═════ Source material ═════

//! Postal-code address lookup against an external directory service.
//!
//! # Responsibility
//! - Define the lookup capability and its structured result.
//! - Gate malformed postal codes before any network traffic.
//!
//! # Invariants
//! - Codes that are not exactly 8 digits never reach the network.
//! - "Not found" is data (`Ok(None)`), not an error.

use crate::format::digits_only;
use std::error::Error;
use std::fmt::{Display, Formatter};

mod viacep;

pub use viacep::ViaCepClient;

pub type LookupResult<T> = Result<T, LookupError>;

/// Transport-level lookup failure. Callers treat these as "no data"
/// after logging; the directory service is untrusted and unreliable.
#[derive(Debug)]
pub enum LookupError {
    Http(reqwest::Error),
    /// Non-success HTTP status from the directory service.
    Status(u16),
}

impl Display for LookupError {
    fn fmt(&self, f: &mut Formatter<'_>) -> std::fmt::Result {
        match self {
            Self::Http(err) => write!(f, "{err}"),
            Self::Status(code) => write!(f, "directory service returned status {code}"),
        }
    }
}

impl Error for LookupError {
    fn source(&self) -> Option<&(dyn Error + 'static)> {
        match self {
            Self::Http(err) => Some(err),
            Self::Status(_) => None,
        }
    }
}

impl From<reqwest::Error> for LookupError {
    fn from(value: reqwest::Error) -> Self {
        Self::Http(value)
    }
}

/// Structured address returned by a successful lookup.
#[derive(Debug, Clone, PartialEq, Eq)]
pub struct Address {
    pub street: String,
    pub neighborhood: String,
    pub city: String,
    pub state: String,
}

/// Directory lookup capability keyed by an 8-digit postal code.
pub trait AddressLookup {
    /// Resolves a postal code to a structured address.
    ///
    /// Returns `Ok(None)` for unknown codes and for inputs that are not
    /// exactly 8 digits after stripping separators (no request is made).
    fn by_postal_code(&self, code: &str) -> LookupResult<Option<Address>>;
}

/// Normalizes a postal code to its 8-digit form, or `None` if malformed.
pub fn normalize_postal_code(raw: &str) -> Option<String> {
    let digits = digits_only(raw);
    if digits.len() == 8 {
        Some(digits)
    } else {
        None
    }
}

#[cfg(test)]
mod tests {
    use super::normalize_postal_code;

    #[test]
    fn normalize_accepts_masked_and_plain_codes() {
        assert_eq!(normalize_postal_code("01310-930").as_deref(), Some("01310930"));
        assert_eq!(normalize_postal_code("01310930").as_deref(), Some("01310930"));
    }

    #[test]
    fn normalize_rejects_wrong_lengths() {
        assert_eq!(normalize_postal_code(""), None);
        assert_eq!(normalize_postal_code("0131093"), None);
        assert_eq!(normalize_postal_code("013109301"), None);
        assert_eq!(normalize_postal_code("abc"), None);
    }
}
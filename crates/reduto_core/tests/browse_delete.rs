use reduto_core::view::EMPTY_PLACEHOLDER;
use reduto_core::{
    render_table, Address, AddressLookup, LookupResult, MemoryKeyValueStore, MemoryNotifier,
    RecordDraft, RegistrationService, Severity,
};
use uuid::Uuid;

struct NoLookup;

impl AddressLookup for NoLookup {
    fn by_postal_code(&self, _code: &str) -> LookupResult<Option<Address>> {
        Ok(None)
    }
}

fn seeded_service() -> RegistrationService<MemoryKeyValueStore, NoLookup, MemoryNotifier> {
    let mut service =
        RegistrationService::new(MemoryKeyValueStore::new(), NoLookup, MemoryNotifier::new());

    for (name, email, city) in [
        ("Ana Silva", "ana@example.com", "Recife"),
        ("Bruno Costa", "bruno@example.com", "São Paulo"),
        ("Carla Souza", "carla@example.com", "Recife"),
    ] {
        let mut draft = RecordDraft {
            name: name.to_string(),
            email: email.to_string(),
            city: city.to_string(),
            ..RecordDraft::default()
        };
        service.submit(&mut draft).unwrap();
    }
    service
}

#[test]
fn filtered_view_narrows_rows_but_keeps_total() {
    let service = seeded_service();
    let view = service.browse("recife");
    assert_eq!(view.total, 3);
    assert_eq!(view.rows.len(), 2);
}

#[test]
fn deleting_the_filtered_row_removes_exactly_that_record() {
    let mut service = seeded_service();

    // Under the filter, "Bruno Costa" is row 0 even though it sits in the
    // middle of the unfiltered collection. Deleting by the row's id must
    // remove Bruno, not whichever record occupies index 0 unfiltered.
    let view = service.browse("bruno");
    assert_eq!(view.rows.len(), 1);
    let target = view.rows[0].id;

    assert!(service.delete_record(target).unwrap());

    let names: Vec<String> = service
        .records()
        .into_iter()
        .map(|record| record.name)
        .collect();
    assert_eq!(names, vec!["Carla Souza", "Ana Silva"]);
    assert_eq!(
        service.notifier().messages_with(Severity::Info),
        vec!["Cadastro excluído."]
    );
}

#[test]
fn deleting_an_unknown_id_reports_false_and_changes_nothing() {
    let mut service = seeded_service();
    assert!(!service.delete_record(Uuid::new_v4()).unwrap());
    assert_eq!(service.records().len(), 3);
}

#[test]
fn clearing_empties_storage_and_notifies() {
    let mut service = seeded_service();
    service.clear_all().unwrap();

    assert!(service.records().is_empty());
    let rendered = render_table(&service.browse(""));
    assert!(rendered.contains("Cadastros (0)"));
    assert!(rendered.contains(EMPTY_PLACEHOLDER));
}

#[test]
fn unmatched_filter_renders_the_placeholder() {
    let service = seeded_service();
    let rendered = render_table(&service.browse("zzz"));
    assert!(rendered.contains(EMPTY_PLACEHOLDER));
    assert!(rendered.contains("Cadastros (3)"));
}
//! Logging bootstrap and safety policy.
//!
//! # Responsibility
//! - Initialize file-based rolling logs exactly once per process.
//! - Capture panics as structured error events.
//!
//! # Invariants
//! - Logging init is idempotent for the same level and directory.
//! - Re-initialization with a different configuration is rejected.
//! - Initialization never panics.

use flexi_logger::{Cleanup, Criterion, FileSpec, Logger, LoggerHandle, Naming, WriteMode};
use log::{error, info};
use once_cell::sync::OnceCell;
use std::path::{Path, PathBuf};

const LOG_FILE_BASENAME: &str = "reduto";
const MAX_LOG_FILE_SIZE_BYTES: u64 = 10 * 1024 * 1024;
const MAX_LOG_FILES: usize = 5;
const MAX_PANIC_PAYLOAD_CHARS: usize = 160;

static LOGGING_STATE: OnceCell<LoggingState> = OnceCell::new();
static PANIC_HOOK_INSTALLED: OnceCell<()> = OnceCell::new();

struct LoggingState {
    level: &'static str,
    log_dir: PathBuf,
    _logger: LoggerHandle,
}

/// Initializes file logging with the given level and directory.
///
/// # Invariants
/// - Repeating the call with identical arguments is a no-op.
/// - A conflicting level or directory is rejected with an error string.
///
/// # Errors
/// - Unsupported `level`, empty or relative `log_dir`, unwritable
///   directory, or logger backend setup failure.
pub fn init_logging(level: &str, log_dir: &str) -> Result<(), String> {
    let level = normalize_level(level)?;
    let log_dir = normalize_log_dir(log_dir)?;

    if let Some(state) = LOGGING_STATE.get() {
        return check_active_state(state, level, &log_dir);
    }

    let init_dir = log_dir.clone();
    let state = LOGGING_STATE.get_or_try_init(|| -> Result<LoggingState, String> {
        std::fs::create_dir_all(&init_dir).map_err(|err| {
            format!(
                "failed to create log directory `{}`: {err}",
                init_dir.display()
            )
        })?;

        let logger = Logger::try_with_str(level)
            .map_err(|err| format!("invalid log level `{level}`: {err}"))?
            .log_to_file(
                FileSpec::default()
                    .directory(init_dir.as_path())
                    .basename(LOG_FILE_BASENAME),
            )
            .rotate(
                Criterion::Size(MAX_LOG_FILE_SIZE_BYTES),
                Naming::Numbers,
                Cleanup::KeepLogFiles(MAX_LOG_FILES),
            )
            .write_mode(WriteMode::BufferAndFlush)
            .append()
            .format_for_files(flexi_logger::detailed_format)
            .start()
            .map_err(|err| format!("failed to start logger: {err}"))?;

        install_panic_hook_once();

        info!(
            "event=app_start module=core status=ok platform={} version={}",
            std::env::consts::OS,
            env!("CARGO_PKG_VERSION")
        );

        Ok(LoggingState {
            level,
            log_dir: init_dir,
            _logger: logger,
        })
    })?;

    check_active_state(state, level, &log_dir)
}

/// Returns `(level, log_dir)` when logging is active, `None` otherwise.
pub fn logging_status() -> Option<(&'static str, PathBuf)> {
    LOGGING_STATE
        .get()
        .map(|state| (state.level, state.log_dir.clone()))
}

/// Default log level for the current build mode.
pub fn default_log_level() -> &'static str {
    if cfg!(debug_assertions) {
        "debug"
    } else {
        "info"
    }
}

fn check_active_state(
    state: &LoggingState,
    level: &'static str,
    log_dir: &Path,
) -> Result<(), String> {
    if state.log_dir != log_dir {
        return Err(format!(
            "logging already initialized at `{}`; refusing to switch to `{}`",
            state.log_dir.display(),
            log_dir.display()
        ));
    }
    if state.level != level {
        return Err(format!(
            "logging already initialized with level `{}`; refusing to switch to `{level}`",
            state.level
        ));
    }
    Ok(())
}

fn normalize_level(level: &str) -> Result<&'static str, String> {
    match level.trim().to_ascii_lowercase().as_str() {
        "trace" => Ok("trace"),
        "debug" => Ok("debug"),
        "info" => Ok("info"),
        "warn" | "warning" => Ok("warn"),
        "error" => Ok("error"),
        other => Err(format!(
            "unsupported log level `{other}`; expected trace|debug|info|warn|error"
        )),
    }
}

fn normalize_log_dir(log_dir: &str) -> Result<PathBuf, String> {
    let trimmed = log_dir.trim();
    if trimmed.is_empty() {
        return Err("log_dir cannot be empty".to_string());
    }
    let path = Path::new(trimmed);
    if !path.is_absolute() {
        return Err(format!("log_dir must be an absolute path, got `{trimmed}`"));
    }
    Ok(path.to_path_buf())
}

fn install_panic_hook_once() {
    if PANIC_HOOK_INSTALLED.get().is_some() {
        return;
    }

    let previous_hook = std::panic::take_hook();
    std::panic::set_hook(Box::new(move |panic_info| {
        let location = panic_info
            .location()
            .map(|loc| format!("{}:{}", loc.file(), loc.line()))
            .unwrap_or_else(|| "unknown".to_string());
        let payload = panic_payload_summary(panic_info);
        error!(
            "event=panic_captured module=core status=error location={location} payload={payload}"
        );
        previous_hook(panic_info);
    }));

    let _ = PANIC_HOOK_INSTALLED.set(());
}

fn panic_payload_summary(info: &std::panic::PanicHookInfo<'_>) -> String {
    let payload = if let Some(message) = info.payload().downcast_ref::<&str>() {
        (*message).to_string()
    } else if let Some(message) = info.payload().downcast_ref::<String>() {
        message.clone()
    } else {
        "non-string panic payload".to_string()
    };

    sanitize_message(&payload, MAX_PANIC_PAYLOAD_CHARS)
}

// Panic payloads can carry user text; cap length and strip newlines.
fn sanitize_message(value: &str, max_chars: usize) -> String {
    let normalized = value.replace(['\n', '\r'], " ");
    let mut truncated = normalized.chars().take(max_chars).collect::<String>();
    if normalized.chars().count() > max_chars {
        truncated.push_str("...");
    }
    truncated
}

═════

**Problem statement**
Take every line from the data that contains the word "RecordDraft".

**Problem solution**
    RecordDraft, RegistrationService, Severity,
        let mut draft = RecordDraft {
            ..RecordDraft::default()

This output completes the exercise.